### Records contained in a dataset:

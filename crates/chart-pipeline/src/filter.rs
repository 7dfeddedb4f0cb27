// File: crates/chart-pipeline/src/filter.rs
// Summary: Row and category filters: percentile outlier cut, first-N categories, category exclusion.

use std::cell::{Cell, RefCell};
use std::rc::Rc;

use tracing::debug;

use crate::channel::Channel;
use crate::error::Result;
use crate::record::Record;
use crate::stage::{pass_through_stage, relay, DataStage, Stage};
use crate::update::DataUpdate;

/// Drop every row whose `field` exceeds the value found at rank
/// `round((n - 1) * percentile)` of the rows sorted by `field`.
///
/// NaN values are ignored and their rows kept, like non-numeric ones.
/// Returns `None` when nothing is filtered (percentile >= 1, or no numeric values),
/// so callers can keep sharing the input slice.
pub fn filter_by_percentile(data: &[Record], field: &str, percentile: f64) -> Option<Vec<Record>> {
    if percentile >= 1.0 {
        return None;
    }
    let mut values: Vec<f64> = data.iter().filter_map(|r| r.number(field)).filter(|v| !v.is_nan()).collect();
    if values.is_empty() {
        return None;
    }
    values.sort_by(f64::total_cmp);
    let rank = ((values.len() - 1) as f64 * percentile.max(0.0)).round() as usize;
    let threshold = values[rank.min(values.len() - 1)];
    Some(
        data.iter()
            .filter(|r| r.number(field).map_or(true, |v| v.is_nan() || v <= threshold))
            .cloned()
            .collect(),
    )
}

/// Hides outlier rows by percentile of one field. Starts unfiltered (1.0).
pub struct FilteredByPercentile {
    field: String,
    percentile: Cell<f64>,
    upstream: DataStage,
    channel: Channel<DataUpdate>,
}

impl FilteredByPercentile {
    pub fn new(field: impl Into<String>, upstream: DataStage) -> Rc<Self> {
        Rc::new_cyclic(|this| {
            relay(upstream.as_ref(), this, Self::on_upstream);
            Self { field: field.into(), percentile: Cell::new(1.0), upstream, channel: Channel::new() }
        })
    }

    pub fn percentile(&self) -> f64 { self.percentile.get() }

    /// Set the percentile (clamped to `[0, 1]`) and re-broadcast.
    pub fn set_percentile(&self, value: f64) -> Result<()> {
        let value = if value.is_nan() { 1.0 } else { value.clamp(0.0, 1.0) };
        debug!(field = %self.field, percentile = value, "set percentile");
        self.percentile.set(value);
        self.send_update()
    }

    fn on_upstream(&self, update: &DataUpdate) -> Result<()> {
        let percentile = self.percentile.get();
        let data = match filter_by_percentile(&update.data, &self.field, percentile) {
            Some(rows) => Rc::from(rows),
            None => Rc::clone(&update.data),
        };
        self.channel.emit(&DataUpdate { data, percentile: Some(percentile), ..update.clone() })
    }
}

pass_through_stage!(FilteredByPercentile);

/// Keeps only the first `amount` categories.
pub struct WithFirstCategories {
    amount: usize,
    upstream: DataStage,
    channel: Channel<DataUpdate>,
}

impl WithFirstCategories {
    pub fn new(amount: usize, upstream: DataStage) -> Rc<Self> {
        Rc::new_cyclic(|this| {
            relay(upstream.as_ref(), this, Self::on_upstream);
            Self { amount, upstream, channel: Channel::new() }
        })
    }

    fn on_upstream(&self, update: &DataUpdate) -> Result<()> {
        let categories = update.categories.iter().take(self.amount).cloned().collect();
        self.channel.emit(&DataUpdate { categories, ..update.clone() })
    }
}

pass_through_stage!(WithFirstCategories);

/// Removes user-excluded categories. Exclusions accumulate until cleared.
pub struct WithCategoryExclusion {
    excluded: RefCell<Vec<String>>,
    upstream: DataStage,
    channel: Channel<DataUpdate>,
}

impl WithCategoryExclusion {
    pub fn new(upstream: DataStage) -> Rc<Self> {
        Rc::new_cyclic(|this| {
            relay(upstream.as_ref(), this, Self::on_upstream);
            Self { excluded: RefCell::new(Vec::new()), upstream, channel: Channel::new() }
        })
    }

    pub fn excluded(&self) -> Vec<String> { self.excluded.borrow().clone() }

    pub fn exclude_category(&self, category: impl Into<String>) -> Result<()> {
        self.excluded.borrow_mut().push(category.into());
        self.send_update()
    }

    pub fn clear_category_exclusions(&self) -> Result<()> {
        self.excluded.borrow_mut().clear();
        self.send_update()
    }

    fn on_upstream(&self, update: &DataUpdate) -> Result<()> {
        let categories = {
            let excluded = self.excluded.borrow();
            update.categories.iter().filter(|c| !excluded.contains(c)).cloned().collect()
        };
        self.channel.emit(&DataUpdate { categories, ..update.clone() })
    }
}

pass_through_stage!(WithCategoryExclusion);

### WHAT YOU ARE ASKED TO DO:
Word for word, copy every entry.

### RESPONSE AREA:
filename crates/chart-pipeline/src/filter.rs
repository 7dfeddedb4f0cb27
// File: crates/chart-pipeline/src/filter.rs
// Summary: Row and category filters: percentile outlier cut, first-N categories, category exclusion.

use std::cell::{Cell, RefCell};
use std::rc::Rc;

use tracing::debug;

use crate::channel::Channel;
use crate::error::Result;
use crate::record::Record;
use crate::stage::{pass_through_stage, relay, DataStage, Stage};
use crate::update::DataUpdate;

/// Drop every row whose `field` exceeds the value found at rank
/// `round((n - 1) * percentile)` of the rows sorted by `field`.
///
/// NaN values are ignored and their rows kept, like non-numeric ones.
/// Returns `None` when nothing is filtered (percentile >= 1, or no numeric values),
/// so callers can keep sharing the input slice.
pub fn filter_by_percentile(data: &[Record], field: &str, percentile: f64) -> Option<Vec<Record>> {
    if percentile >= 1.0 {
        return None;
    }
    let mut values: Vec<f64> = data.iter().filter_map(|r| r.number(field)).filter(|v| !v.is_nan()).collect();
    if values.is_empty() {
        return None;
    }
    values.sort_by(f64::total_cmp);
    let rank = ((values.len() - 1) as f64 * percentile.max(0.0)).round() as usize;
    let threshold = values[rank.min(values.len() - 1)];
    Some(
        data.iter()
            .filter(|r| r.number(field).map_or(true, |v| v.is_nan() || v <= threshold))
            .cloned()
            .collect(),
    )
}

/// Hides outlier rows by percentile of one field. Starts unfiltered (1.0).
pub struct FilteredByPercentile {
    field: String,
    percentile: Cell<f64>,
    upstream: DataStage,
    channel: Channel<DataUpdate>,
}

impl FilteredByPercentile {
    pub fn new(field: impl Into<String>, upstream: DataStage) -> Rc<Self> {
        Rc::new_cyclic(|this| {
            relay(upstream.as_ref(), this, Self::on_upstream);
            Self { field: field.into(), percentile: Cell::new(1.0), upstream, channel: Channel::new() }
        })
    }

    pub fn percentile(&self) -> f64 { self.percentile.get() }

    /// Set the percentile (clamped to `[0, 1]`) and re-broadcast.
    pub fn set_percentile(&self, value: f64) -> Result<()> {
        let value = if value.is_nan() { 1.0 } else { value.clamp(0.0, 1.0) };
        debug!(field = %self.field, percentile = value, "set percentile");
        self.percentile.set(value);
        self.send_update()
    }

    fn on_upstream(&self, update: &DataUpdate) -> Result<()> {
        let percentile = self.percentile.get();
        let data = match filter_by_percentile(&update.data, &self.field, percentile) {
            Some(rows) => Rc::from(rows),
            None => Rc::clone(&update.data),
        };
        self.channel.emit(&DataUpdate { data, percentile: Some(percentile), ..update.clone() })
    }
}

pass_through_stage!(FilteredByPercentile);

/// Keeps only the first `amount` categories.
pub struct WithFirstCategories {
    amount: usize,
    upstream: DataStage,
    channel: Channel<DataUpdate>,
}

impl WithFirstCategories {
    pub fn new(amount: usize, upstream: DataStage) -> Rc<Self> {
        Rc::new_cyclic(|this| {
            relay(upstream.as_ref(), this, Self::on_upstream);
            Self { amount, upstream, channel: Channel::new() }
        })
    }

    fn on_upstream(&self, update: &DataUpdate) -> Result<()> {
        let categories = update.categories.iter().take(self.amount).cloned().collect();
        self.channel.emit(&DataUpdate { categories, ..update.clone() })
    }
}

pass_through_stage!(WithFirstCategories);

/// Removes user-excluded categories. Exclusions accumulate until cleared.
pub struct WithCategoryExclusion {
    excluded: RefCell<Vec<String>>,
    upstream: DataStage,
    channel: Channel<DataUpdate>,
}

impl WithCategoryExclusion {
    pub fn new(upstream: DataStage) -> Rc<Self> {
        Rc::new_cyclic(|this| {
            relay(upstream.as_ref(), this, Self::on_upstream);
            Self { excluded: RefCell::new(Vec::new()), upstream, channel: Channel::new() }
        })
    }

    pub fn excluded(&self) -> Vec<String> { self.excluded.borrow().clone() }

    pub fn exclude_category(&self, category: impl Into<String>) -> Result<()> {
        self.excluded.borrow_mut().push(category.into());
        self.send_update()
    }

    pub fn clear_category_exclusions(&self) -> Result<()> {
        self.excluded.borrow_mut().clear();
        self.send_update()
    }

    fn on_upstream(&self, update: &DataUpdate) -> Result<()> {
        let categories = {
            let excluded = self.excluded.borrow();
            update.categories.iter().filter(|c| !excluded.contains(c)).cloned().collect()
        };
        self.channel.emit(&DataUpdate { categories, ..update.clone() })
    }
}

pass_through_stage!(WithCategoryExclusion);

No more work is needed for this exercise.